• Your goal
Among the lines listed below, count those that include the string "becomes", and state only the count.

═══

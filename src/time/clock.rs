//! Elapsed-time sources.
//!
//! The scheduler never reads the wall clock directly. It asks a [`Clock`] for
//! the number of microseconds elapsed since some fixed origin, which keeps
//! deadlines monotonic and lets tests drive time by hand.

use std::sync::atomic::{AtomicU64, Ordering};
use std::time::{Duration, Instant};

/// Supplies a monotonically increasing elapsed-time counter.
pub trait Clock: Send + Sync {
    /// Microseconds elapsed since the clock's origin.
    fn elapsed_micros(&self) -> u64;
}

/// A [`Clock`] backed by [`Instant`], with its origin at construction.
#[derive(Debug, Clone, Copy)]
pub struct MonotonicClock {
    origin: Instant,
}

impl MonotonicClock {
    /// Creates a clock whose origin is now.
    pub fn new() -> Self {
        Self {
            origin: Instant::now(),
        }
    }
}

impl Default for MonotonicClock {
    fn default() -> Self {
        Self::new()
    }
}

impl Clock for MonotonicClock {
    fn elapsed_micros(&self) -> u64 {
        // Saturate rather than wrap: u64 micros covers ~584k years.
        u64::try_from(self.origin.elapsed().as_micros()).unwrap_or(u64::MAX)
    }
}

/// A [`Clock`] that only moves when told to.
///
/// Setting the clock backwards is ignored so it stays monotonic.
#[derive(Debug, Default)]
pub struct ManualClock {
    now: AtomicU64,
}

impl ManualClock {
    /// Creates a clock reading zero.
    pub fn new() -> Self {
        Self::default()
    }

    /// Moves the clock forward by `by`.
    pub fn advance(&self, by: Duration) {
        let micros = u64::try_from(by.as_micros()).unwrap_or(u64::MAX);
        self.now.fetch_add(micros, Ordering::SeqCst);
    }

    /// Moves the clock to `millis` milliseconds after its origin.
    pub fn set_millis(&self, millis: u64) {
        self.now
            .fetch_max(millis.saturating_mul(1_000), Ordering::SeqCst);
    }
}

impl Clock for ManualClock {
    fn elapsed_micros(&self) -> u64 {
        self.now.load(Ordering::SeqCst)
    }
}
//! Drives workflows to completion.
//!
//! The driver is a resumable loop rather than a recursive call chain. When a
//! pending step calls its continuation before `advance` returns, the frame
//! that called `advance` simply keeps looping, so long runs of synchronously
//! completing steps never grow the stack. When the continuation fires later
//! (from any thread), that thread picks the loop back up.

use crate::error::{Error, Result};
use crate::step::{AsyncStep, Continuation, Workflow};

use parking_lot::Mutex;

use std::sync::Arc;
use std::sync::atomic::{AtomicU8, Ordering};
use std::sync::mpsc;

// Phases of the step currently being advanced.
const ADVANCING: u8 = 0;
const PARKED: u8 = 1;
const RESUMED: u8 = 2;

type ValueCallback<T> = Box<dyn FnOnce(Result<T>) + Send + 'static>;

enum Finish<T> {
    Value(ValueCallback<T>),
    Unit(Continuation),
    Detached,
}

struct Drive<T> {
    steps: Mutex<Workflow<T>>,
    bound: Mutex<Option<T>>,
    finish: Mutex<Option<Finish<T>>>,
    phase: AtomicU8,
}

impl<T: Send + 'static> Drive<T> {
    fn start(workflow: Workflow<T>, finish: Finish<T>) {
        let drive = Arc::new(Self {
            steps: Mutex::new(workflow),
            bound: Mutex::new(None),
            finish: Mutex::new(Some(finish)),
            phase: AtomicU8::new(ADVANCING),
        });

        drive.run();
    }

    fn run(self: Arc<Self>) {
        loop {
            let next = self.steps.lock().next();

            let step = match next {
                None => return self.complete(),
                Some(AsyncStep::Ready(value)) => {
                    *self.bound.lock() = Some(value);
                    continue;
                }
                Some(AsyncStep::Pending(step)) => step,
            };

            self.phase.store(ADVANCING, Ordering::Release);
            tracing::trace!("advancing pending step");

            let drive = Arc::clone(&self);
            step.advance(Box::new(move || drive.resume()));

            if self
                .phase
                .compare_exchange(ADVANCING, PARKED, Ordering::AcqRel, Ordering::Acquire)
                .is_ok()
            {
                // The continuation owns the rest of the loop now.
                return;
            }
        }
    }

    fn resume(self: Arc<Self>) {
        let inline = self
            .phase
            .compare_exchange(ADVANCING, RESUMED, Ordering::AcqRel, Ordering::Acquire)
            .is_ok();

        if !inline {
            tracing::trace!("resuming parked workflow");
            self.run();
        }
    }

    fn complete(&self) {
        let Some(finish) = self.finish.lock().take() else {
            return;
        };

        match finish {
            Finish::Value(callback) => {
                let outcome = self.bound.lock().take().ok_or(Error::ContractViolation(
                    "workflow exhausted without producing a result",
                ));

                if let Err(err) = &outcome {
                    tracing::error!(%err, "typed workflow finished without a value");
                }

                callback(outcome);
            }
            Finish::Unit(done) => done(),
            Finish::Detached => tracing::trace!("detached workflow finished"),
        }
    }
}

/// Drives `workflow` and hands its result to `on_done`.
///
/// The result is the value of the last [`AsyncStep::Ready`] the workflow
/// produced. A workflow that is exhausted without ever producing one reports
/// [`Error::ContractViolation`].
pub fn drive<T, F>(workflow: Workflow<T>, on_done: F)
where
    T: Send + 'static,
    F: FnOnce(Result<T>) + Send + 'static,
{
    Drive::start(workflow, Finish::Value(Box::new(on_done)));
}

/// Drives `workflow` to exhaustion, then calls `on_done`.
pub fn drive_unit<T, F>(workflow: Workflow<T>, on_done: F)
where
    T: Send + 'static,
    F: FnOnce() + Send + 'static,
{
    Drive::start(workflow, Finish::Unit(Box::new(on_done)));
}

/// Drives `workflow` with nobody waiting for it.
pub fn spawn_detached<T>(workflow: Workflow<T>)
where
    T: Send + 'static,
{
    Drive::start(workflow, Finish::Detached);
}

/// Drives `workflow` and blocks the calling thread until it finishes.
///
/// Meant for bridging synchronous callers. Calling it on the coordinating
/// thread deadlocks any step that needs that thread to resume.
///
/// # Errors
/// Whatever the workflow reports, or [`Error::ContractViolation`] if a step
/// dropped its continuation without calling it.
pub fn execute_and_wait<T>(workflow: Workflow<T>) -> Result<T>
where
    T: Send + 'static,
{
    let (tx, rx) = mpsc::sync_channel(1);

    drive(workflow, move |outcome| {
        let _ = tx.send(outcome);
    });

    rx.recv()
        .map_err(|_| Error::ContractViolation("workflow dropped its continuation"))?
}
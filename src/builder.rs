//! Runtime configuration.
//!
//! Chooses the clock timers are measured against, how many timer identities
//! the local free list has room for up front, and how long `block_on` may
//! sleep between ticks when nothing is due.

use crate::runtime::Runtime;
use crate::time::{Clock, MonotonicClock};

use std::sync::Arc;
use std::time::Duration;

const DEFAULT_MAX_IDLE_WAIT: Duration = Duration::from_millis(10);

/// Configures and builds a [`Runtime`].
///
/// The thread that calls [`RuntimeBuilder::build`] becomes the runtime's
/// coordinating thread.
///
/// # Example
/// ```ignore
/// let rt = RuntimeBuilder::new()
///     .handle_capacity(64)
///     .max_idle_wait(Duration::from_millis(2))
///     .build();
/// ```
pub struct RuntimeBuilder {
    clock: Option<Arc<dyn Clock>>,
    handle_capacity: usize,
    max_idle_wait: Duration,
}

impl Default for RuntimeBuilder {
    fn default() -> Self {
        Self::new()
    }
}

impl RuntimeBuilder {
    /// Creates a builder with a monotonic clock, no preallocated identities
    /// and a 10ms idle wait.
    pub fn new() -> Self {
        Self {
            clock: None,
            handle_capacity: 0,
            max_idle_wait: DEFAULT_MAX_IDLE_WAIT,
        }
    }

    /// Uses `clock` instead of a [`MonotonicClock`] started at build time.
    pub fn clock(mut self, clock: Arc<dyn Clock>) -> Self {
        self.clock = Some(clock);
        self
    }

    /// Reserves room on the local free list for `capacity` timer identities.
    pub fn handle_capacity(mut self, capacity: usize) -> Self {
        self.handle_capacity = capacity;
        self
    }

    /// Caps how long [`Runtime::block_on`] sleeps between ticks.
    pub fn max_idle_wait(mut self, wait: Duration) -> Self {
        self.max_idle_wait = wait;
        self
    }

    /// Builds the runtime, bound to the calling thread.
    pub fn build(self) -> Runtime {
        let clock = self
            .clock
            .unwrap_or_else(|| Arc::new(MonotonicClock::new()));

        Runtime::from_parts(clock, self.handle_capacity, self.max_idle_wait)
    }
}
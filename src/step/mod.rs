//! Suspension points and the workflows built from them.
//!
//! A workflow is an ordered, single-pass sequence of [`AsyncStep`]s. Each step
//! is either already resolved ([`AsyncStep::Ready`]) or pending: a pending
//! step is handed a [`Continuation`] and must call it exactly once, on any
//! thread, when the outcome is known.
//!
//! # How Workflows Run
//!
//! 1. The driver pulls the next step from the workflow
//! 2. A `Ready` step binds its value; the driver moves on without suspending
//! 3. A pending step is advanced with a continuation that resumes the driver
//! 4. When the workflow is exhausted the driver reports completion
//!
//! # Example
//!
//! ```ignore
//! use tickstep::step::{AsyncStep, Workflow, drive};
//!
//! let workflow = Workflow::new([
//!     AsyncStep::pending(|done| done()),
//!     AsyncStep::Ready(5),
//! ]);
//!
//! drive(workflow, |result| assert_eq!(result, Ok(5)));
//! ```

pub mod driver;
pub mod future;
pub mod parallel;
pub mod primitive;

pub use driver::{drive, drive_unit, execute_and_wait, spawn_detached};
pub use future::WorkflowFuture;
pub use parallel::parallel;
pub use primitive::{Affinity, Primitives};

use crate::error::{Error, Result};

use parking_lot::Mutex;

use std::fmt;
use std::sync::Arc;
use std::sync::atomic::{AtomicBool, Ordering};

/// Resumes whoever advanced a pending step. Called exactly once.
pub type Continuation = Box<dyn FnOnce() + Send + 'static>;

/// The pending half of an [`AsyncStep`].
///
/// `advance` consumes the step, so it can run at most once. Implementations
/// must eventually invoke `done` exactly once, either before returning or
/// later from any thread.
pub trait Suspend: Send {
    fn advance(self: Box<Self>, done: Continuation);
}

impl<F> Suspend for F
where
    F: FnOnce(Continuation) + Send,
{
    fn advance(self: Box<Self>, done: Continuation) {
        (*self)(done)
    }
}

/// A unit of suspension inside a workflow.
pub enum AsyncStep<T = ()> {
    /// An already known value. Drivers bind it without suspending.
    Ready(T),

    /// A step that completes later through its continuation.
    Pending(Box<dyn Suspend>),
}

impl<T> AsyncStep<T> {
    /// Wraps a closure as a pending step.
    pub fn pending<F>(start: F) -> Self
    where
        F: FnOnce(Continuation) + Send + 'static,
    {
        AsyncStep::Pending(Box::new(start))
    }

    /// Returns `true` for [`AsyncStep::Ready`].
    pub fn is_ready(&self) -> bool {
        matches!(self, AsyncStep::Ready(_))
    }

    /// Advances a pending step.
    ///
    /// # Errors
    /// Returns [`Error::ContractViolation`] for a `Ready` step; drivers must
    /// bind ready values instead of advancing them.
    pub fn advance(self, done: Continuation) -> Result<()> {
        match self {
            AsyncStep::Ready(_) => Err(Error::ContractViolation(
                "advance called on an already resolved step",
            )),
            AsyncStep::Pending(step) => {
                step.advance(done);
                Ok(())
            }
        }
    }
}

impl<T: fmt::Debug> fmt::Debug for AsyncStep<T> {
    fn fmt(&self, f: &mut fmt::Formatter<'_>) -> fmt::Result {
        match self {
            AsyncStep::Ready(value) => f.debug_tuple("Ready").field(value).finish(),
            AsyncStep::Pending(_) => f.write_str("Pending"),
        }
    }
}

/// An ordered, lazily produced, single-pass sequence of steps.
///
/// A workflow cannot be rewound; to run it again, call whatever produced it
/// again.
pub struct Workflow<T = ()> {
    steps: Box<dyn Iterator<Item = AsyncStep<T>> + Send>,
}

impl<T: 'static> Workflow<T> {
    /// Builds a workflow from any sendable iterator of steps.
    pub fn new<I>(steps: I) -> Self
    where
        I: IntoIterator<Item = AsyncStep<T>>,
        I::IntoIter: Send + 'static,
    {
        Self {
            steps: Box::new(steps.into_iter()),
        }
    }

    /// Builds a workflow that asks `next` for each step.
    ///
    /// The closure runs only after the previous step completed, so it can
    /// read values produced by earlier typed steps.
    pub fn from_fn<F>(next: F) -> Self
    where
        F: FnMut() -> Option<AsyncStep<T>> + Send + 'static,
    {
        Self {
            steps: Box::new(std::iter::from_fn(next)),
        }
    }

    /// A workflow that immediately resolves to `value`.
    pub fn ready(value: T) -> Self
    where
        T: Send,
    {
        Self::new(std::iter::once(AsyncStep::Ready(value)))
    }

    /// A workflow with no steps.
    pub fn empty() -> Self {
        Self::new(std::iter::empty())
    }
}

impl<T> Iterator for Workflow<T> {
    type Item = AsyncStep<T>;

    fn next(&mut self) -> Option<Self::Item> {
        self.steps.next()
    }
}

struct Slot<T> {
    completed: AtomicBool,
    value: Mutex<Option<Result<T>>>,
}

/// Read side of a [`TypedStep`].
///
/// Cloning shares the same slot.
pub struct StepValue<T> {
    slot: Arc<Slot<T>>,
}

impl<T> Clone for StepValue<T> {
    fn clone(&self) -> Self {
        Self {
            slot: Arc::clone(&self.slot),
        }
    }
}

impl<T> StepValue<T> {
    pub(crate) fn new() -> Self {
        Self {
            slot: Arc::new(Slot {
                completed: AtomicBool::new(false),
                value: Mutex::new(None),
            }),
        }
    }

    /// Stores the outcome and raises the completed flag.
    pub(crate) fn complete(&self, outcome: Result<T>) {
        *self.slot.value.lock() = Some(outcome);
        self.slot.completed.store(true, Ordering::Release);
    }

    /// Returns `true` once the step's continuation has fired.
    pub fn is_completed(&self) -> bool {
        self.slot.completed.load(Ordering::Acquire)
    }

    /// Returns a copy of the value.
    ///
    /// # Errors
    /// [`Error::NotReady`] before completion, or the error the step completed
    /// with (a nested workflow that never produced a value).
    pub fn get(&self) -> Result<T>
    where
        T: Clone,
    {
        if !self.is_completed() {
            return Err(Error::NotReady);
        }

        self.slot.value.lock().clone().unwrap_or(Err(Error::NotReady))
    }

    /// Moves the value out. Later reads report [`Error::NotReady`].
    pub fn take(&self) -> Result<T> {
        if !self.is_completed() {
            return Err(Error::NotReady);
        }

        self.slot.value.lock().take().unwrap_or(Err(Error::NotReady))
    }
}

/// A pending step that produces a value of type `T`.
///
/// Keep a [`StepValue`] from [`TypedStep::value`] before yielding the step
/// with [`TypedStep::into_step`]; the value becomes readable once the
/// workflow moves past the step.
pub struct TypedStep<T> {
    value: StepValue<T>,
    step: Box<dyn Suspend>,
}

impl<T> TypedStep<T> {
    pub(crate) fn from_parts(value: StepValue<T>, step: Box<dyn Suspend>) -> Self {
        Self { value, step }
    }

    /// Handle for reading the value once the step completes.
    pub fn value(&self) -> StepValue<T> {
        self.value.clone()
    }

    /// Returns `true` once the step's continuation has fired.
    pub fn is_completed(&self) -> bool {
        self.value.is_completed()
    }

    /// Converts into a step that can be yielded from any workflow.
    pub fn into_step<U>(self) -> AsyncStep<U> {
        AsyncStep::Pending(self.step)
    }
}
//! Fan-out / fan-in over independent workflows.

use crate::step::driver::drive_unit;
use crate::step::{AsyncStep, Continuation, Workflow};

use parking_lot::Mutex;

use std::sync::Arc;

struct JoinState {
    finished: Vec<bool>,
    done: Option<Continuation>,
}

struct Join {
    state: Mutex<JoinState>,
}

impl Join {
    fn branch_finished(&self, index: usize) {
        let done = {
            let mut state = self.state.lock();
            state.finished[index] = true;

            if state.finished.iter().all(|&f| f) {
                state.done.take()
            } else {
                None
            }
        };

        // Exactly one branch observes the last flag under the lock.
        if let Some(done) = done {
            tracing::trace!("all parallel branches finished");
            done();
        }
    }
}

/// Returns a step that drives every workflow independently and resumes once
/// all of them are exhausted.
///
/// Branches may finish synchronously while the step is being advanced or
/// later from any thread; completion is decided by the shared flags, never
/// by branch order. With no workflows the step resumes immediately.
pub fn parallel<U>(workflows: Vec<Workflow>) -> AsyncStep<U> {
    AsyncStep::pending(move |done: Continuation| {
        if workflows.is_empty() {
            return done();
        }

        let join = Arc::new(Join {
            state: Mutex::new(JoinState {
                finished: vec![false; workflows.len()],
                done: Some(done),
            }),
        });

        for (index, workflow) in workflows.into_iter().enumerate() {
            let join = Arc::clone(&join);
            drive_unit(workflow, move || join.branch_finished(index));
        }
    })
}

═══

• Result of the exercise
2